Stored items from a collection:
"""

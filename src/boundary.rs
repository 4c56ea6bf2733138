use std::fmt;

/// Non-fatal conditions met during a deploy that should be reported to the user.
#[derive(Debug, Clone, PartialEq)]
pub enum BoundaryWarning {
    /// No tag matching the release pattern exists, so nothing can be incremented
    NoReleaseTag { pattern: String },
    /// A release tag was created but never reached the remote
    TagNotPushed { tag: String, reason: String },
    /// Every configured command is empty; only the directory change would run
    NoCommandsConfigured { remote: String },
}

impl fmt::Display for BoundaryWarning {
    fn fmt(&self, f: &mut fmt::Formatter<'_>) -> fmt::Result {
        match self {
            BoundaryWarning::NoReleaseTag { pattern } => {
                write!(
                    f,
                    "No tag matches '{}'; create the first release tag by hand to enable tagging",
                    pattern
                )
            }
            BoundaryWarning::TagNotPushed { tag, reason } => {
                write!(
                    f,
                    "Tag '{}' exists locally but was not pushed ({}). Push it with `git push --tags` or drop it with `git tag -d {}`",
                    tag, reason, tag
                )
            }
            BoundaryWarning::NoCommandsConfigured { remote } => {
                write!(f, "No commands configured for remote '{}'", remote)
            }
        }
    }
}
//! Command templates and `{name|default}` placeholder substitution.
//!
//! A template is either a single command string or a nested list of
//! templates. Placeholders look like `{branch}` or `{branch|master}`; the
//! value for `{branch}` is supplied on the command line as `--set-branch`.

use crate::error::{DeployError, Result};
use regex::{Captures, Regex};
use serde::{Deserialize, Serialize};
use std::collections::HashSet;
use std::sync::OnceLock;

/// `{ name }` or `{ name | default }`
const PLACEHOLDER_PATTERN: &str = r"\{\s*([^|{}\s]+)(?:\s*\|\s*([^|{}]*?))?\s*\}";

fn placeholder_regex() -> &'static Regex {
    static PLACEHOLDER: OnceLock<Regex> = OnceLock::new();
    PLACEHOLDER.get_or_init(|| {
        Regex::new(PLACEHOLDER_PATTERN).expect("placeholder pattern is a valid regex")
    })
}

/// A single placeholder occurrence inside a command string
#[derive(Debug, Clone, PartialEq, Eq)]
pub struct Placeholder<'a> {
    /// The full matched token, braces included
    pub token: &'a str,
    pub name: &'a str,
    pub default: Option<&'a str>,
}

impl<'a> Placeholder<'a> {
    fn from_captures(caps: &Captures<'a>) -> Option<Self> {
        Some(Placeholder {
            token: caps.get(0)?.as_str(),
            name: caps.get(1)?.as_str(),
            default: caps.get(2).map(|m| m.as_str()),
        })
    }
}

/// Iterate the placeholders of a command string, left to right
pub fn placeholders(command: &str) -> impl Iterator<Item = Placeholder<'_>> {
    placeholder_regex()
        .captures_iter(command)
        .filter_map(|caps| Placeholder::from_captures(&caps))
}

/// Substitute every placeholder in a single command string.
///
/// The leftmost placeholder is resolved and every occurrence of its token
/// replaced, then the string is scanned again, so placeholders carried in by a
/// value are resolved too. The first placeholder with neither a value nor a
/// default aborts the substitution. A token that comes back after being
/// replaced would never settle and is reported as a loop.
pub fn substitute<F>(command: &str, lookup: &F) -> Result<String>
where
    F: Fn(&str) -> Option<String>,
{
    let mut resolved = command.to_string();
    let mut replaced: HashSet<String> = HashSet::new();

    loop {
        let (token, value) = match placeholder_regex().captures(&resolved) {
            Some(caps) => {
                let Some(placeholder) = Placeholder::from_captures(&caps) else {
                    break;
                };
                let value = match lookup(placeholder.name) {
                    Some(value) => value,
                    None => match placeholder.default {
                        Some(default) => default.to_string(),
                        None => return Err(DeployError::missing_option(placeholder.name)),
                    },
                };
                (placeholder.token.to_string(), value)
            }
            None => break,
        };

        if !replaced.insert(token.clone()) {
            return Err(DeployError::SubstitutionLoop { token });
        }
        resolved = resolved.replace(&token, &value);
    }

    Ok(resolved)
}

/// A command, or an ordered group of commands
#[derive(Debug, Clone, PartialEq, Eq, Serialize, Deserialize)]
#[serde(untagged)]
pub enum CommandTemplate {
    Leaf(String),
    Sequence(Vec<CommandTemplate>),
}

impl CommandTemplate {
    pub fn leaf(command: impl Into<String>) -> Self {
        CommandTemplate::Leaf(command.into())
    }

    /// Entries without any command text are dropped from the command list
    pub fn is_empty(&self) -> bool {
        match self {
            CommandTemplate::Leaf(command) => command.trim().is_empty(),
            CommandTemplate::Sequence(items) => items.iter().all(CommandTemplate::is_empty),
        }
    }

    /// Resolve all placeholders, stopping at the first element that fails
    pub fn resolve<F>(&self, lookup: &F) -> Result<CommandTemplate>
    where
        F: Fn(&str) -> Option<String>,
    {
        match self {
            CommandTemplate::Leaf(command) => substitute(command, lookup).map(CommandTemplate::Leaf),
            CommandTemplate::Sequence(items) => items
                .iter()
                .map(|item| item.resolve(lookup))
                .collect::<Result<Vec<_>>>()
                .map(CommandTemplate::Sequence),
        }
    }

    /// The commands of this template in execution order
    pub fn flatten(&self) -> Vec<String> {
        let mut commands = Vec::new();
        self.flatten_into(&mut commands);
        commands
    }

    fn flatten_into(&self, commands: &mut Vec<String>) {
        match self {
            CommandTemplate::Leaf(command) => commands.push(command.clone()),
            CommandTemplate::Sequence(items) => {
                for item in items {
                    item.flatten_into(commands);
                }
            }
        }
    }

    /// Distinct placeholder names in order of first appearance
    pub fn placeholder_names(&self) -> Vec<String> {
        let mut names = Vec::new();
        self.collect_names(&mut names);
        names
    }

    fn collect_names(&self, names: &mut Vec<String>) {
        match self {
            CommandTemplate::Leaf(command) => {
                for placeholder in placeholders(command) {
                    if !names.iter().any(|known| known == placeholder.name) {
                        names.push(placeholder.name.to_string());
                    }
                }
            }
            CommandTemplate::Sequence(items) => {
                for item in items {
                    item.collect_names(names);
                }
            }
        }
    }
}

impl From<&str> for CommandTemplate {
    fn from(command: &str) -> Self {
        CommandTemplate::Leaf(command.to_string())
    }
}

impl From<String> for CommandTemplate {
    fn from(command: String) -> Self {
        CommandTemplate::Leaf(command)
    }
}

impl<T: Into<CommandTemplate>> From<Vec<T>> for CommandTemplate {
    fn from(items: Vec<T>) -> Self {
        CommandTemplate::Sequence(items.into_iter().map(Into::into).collect())
    }
}

/// Distinct placeholder names across a list of templates
pub fn placeholder_names(templates: &[CommandTemplate]) -> Vec<String> {
    CommandTemplate::Sequence(templates.to_vec()).placeholder_names()
}

#[cfg(test)]
mod tests {
    use super::*;
    use std::cell::RefCell;
    use std::collections::HashMap;

    fn lookup_from(pairs: &[(&str, &str)]) -> impl Fn(&str) -> Option<String> {
        let values: HashMap<String, String> = pairs
            .iter()
            .map(|(k, v)| (k.to_string(), v.to_string()))
            .collect();
        move |name: &str| values.get(name).cloned()
    }

    fn nothing(_: &str) -> Option<String> {
        None
    }

    #[test]
    fn test_default_used_when_option_missing() {
        assert_eq!(
            substitute("git fetch {remote|origin}", &nothing).unwrap(),
            "git fetch origin"
        );
    }

    #[test]
    fn test_missing_option_without_default_fails() {
        let err = substitute("git fetch {remote}", &nothing).unwrap_err();
        assert!(matches!(err, DeployError::MissingOption { ref name } if name == "remote"));
    }

    #[test]
    fn test_supplied_option_wins_over_default() {
        let lookup = lookup_from(&[("branch", "release")]);
        assert_eq!(
            substitute("git pull -f {remote|origin} {branch|master}", &lookup).unwrap(),
            "git pull -f origin release"
        );
    }

    #[test]
    fn test_default_may_contain_dashes_and_spaces() {
        assert_eq!(
            substitute("composer install {composer-args|--no-dev --quiet}", &nothing).unwrap(),
            "composer install --no-dev --quiet"
        );
    }

    #[test]
    fn test_whitespace_inside_braces_is_ignored() {
        assert_eq!(substitute("echo { a | b }", &nothing).unwrap(), "echo b");
    }

    #[test]
    fn test_empty_default_is_a_default() {
        assert_eq!(substitute("ls {flags|}", &nothing).unwrap(), "ls ");
    }

    #[test]
    fn test_repeated_placeholder_resolves_each_occurrence() {
        let lookup = lookup_from(&[("x", "1")]);
        assert_eq!(substitute("{x}-{x}-{x|9}", &lookup).unwrap(), "1-1-1");
    }

    #[test]
    fn test_placeholder_inside_value_is_resolved() {
        let lookup = lookup_from(&[("a", "{b|x}")]);
        assert_eq!(substitute("echo {a}", &lookup).unwrap(), "echo x");

        let lookup = lookup_from(&[("a", "{b}"), ("b", "done")]);
        assert_eq!(substitute("echo {a}", &lookup).unwrap(), "echo done");
    }

    #[test]
    fn test_placeholder_inside_value_without_value_fails() {
        let lookup = lookup_from(&[("a", "{b}")]);
        let err = substitute("echo {a}", &lookup).unwrap_err();
        assert!(matches!(err, DeployError::MissingOption { ref name } if name == "b"));
    }

    #[test]
    fn test_value_reintroducing_its_token_is_a_loop() {
        let lookup = lookup_from(&[("a", "{a}")]);
        let err = substitute("echo {a}", &lookup).unwrap_err();
        assert!(matches!(err, DeployError::SubstitutionLoop { ref token } if token == "{a}"));

        let lookup = lookup_from(&[("a", "{b}"), ("b", "[{a}]")]);
        assert!(matches!(
            substitute("echo {a}", &lookup).unwrap_err(),
            DeployError::SubstitutionLoop { .. }
        ));
    }

    #[test]
    fn test_non_placeholders_left_alone() {
        assert_eq!(
            substitute("awk '{ print $1 }' {}", &nothing).unwrap(),
            "awk '{ print $1 }' {}"
        );
    }

    #[test]
    fn test_failure_stops_scanning() {
        let calls = RefCell::new(Vec::new());
        let lookup = |name: &str| {
            calls.borrow_mut().push(name.to_string());
            None
        };
        assert!(substitute("{first} {second}", &lookup).is_err());
        assert_eq!(*calls.borrow(), vec!["first".to_string()]);
    }

    #[test]
    fn test_resolve_sequence() {
        let template = CommandTemplate::from(vec!["down", "git checkout -f {branch|master}"]);
        let resolved = template.resolve(&nothing).unwrap();
        assert_eq!(resolved.flatten(), vec!["down", "git checkout -f master"]);
    }

    #[test]
    fn test_nested_sequence_short_circuits() {
        let calls = RefCell::new(Vec::new());
        let lookup = |name: &str| {
            calls.borrow_mut().push(name.to_string());
            (name == "a").then(|| "yes".to_string())
        };
        let template = CommandTemplate::Sequence(vec![
            CommandTemplate::from(vec!["ok {a}"]),
            CommandTemplate::leaf("bad {b}"),
            CommandTemplate::leaf("never {c}"),
        ]);

        let err = template.resolve(&lookup).unwrap_err();
        assert!(matches!(err, DeployError::MissingOption { ref name } if name == "b"));
        assert_eq!(*calls.borrow(), vec!["a".to_string(), "b".to_string()]);
    }

    #[test]
    fn test_resolve_is_idempotent_once_resolved() {
        let lookup = lookup_from(&[("branch", "main")]);
        let template = CommandTemplate::from(vec![
            CommandTemplate::leaf("git checkout {branch}"),
            CommandTemplate::from(vec!["git fetch {remote|origin}"]),
        ]);
        let once = template.resolve(&lookup).unwrap();
        let twice = once.resolve(&lookup).unwrap();
        assert_eq!(once, twice);
    }

    #[test]
    fn test_placeholder_names_are_distinct_and_ordered() {
        let templates = vec![
            CommandTemplate::leaf("git checkout -f {branch|master}"),
            CommandTemplate::from(vec!["git fetch {remote|origin}", "git pull {remote} {branch}"]),
            CommandTemplate::leaf("composer install {composer-args|--no-dev}"),
        ];
        assert_eq!(
            placeholder_names(&templates),
            vec!["branch", "remote", "composer-args"]
        );
    }

    #[test]
    fn test_is_empty() {
        assert!(CommandTemplate::leaf("").is_empty());
        assert!(CommandTemplate::leaf("  ").is_empty());
        assert!(CommandTemplate::Sequence(vec![]).is_empty());
        assert!(CommandTemplate::from(vec![""]).is_empty());
        assert!(!CommandTemplate::leaf("php artisan up").is_empty());
    }

    #[test]
    fn test_placeholder_iterator() {
        let found: Vec<_> = placeholders("{a} and {b|c}").collect();
        assert_eq!(found.len(), 2);
        assert_eq!(found[0].name, "a");
        assert_eq!(found[0].default, None);
        assert_eq!(found[1].token, "{b|c}");
        assert_eq!(found[1].default, Some("c"));
    }
}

"""

Goal of the exercise -
Look through the entries and return each line that has the word "PartialEq" in it.

Reply to the exercise -
#[derive(Debug, Clone, PartialEq)]
#[derive(Debug, Clone, PartialEq, Eq)]
#[derive(Debug, Clone, PartialEq, Eq, Serialize, Deserialize)]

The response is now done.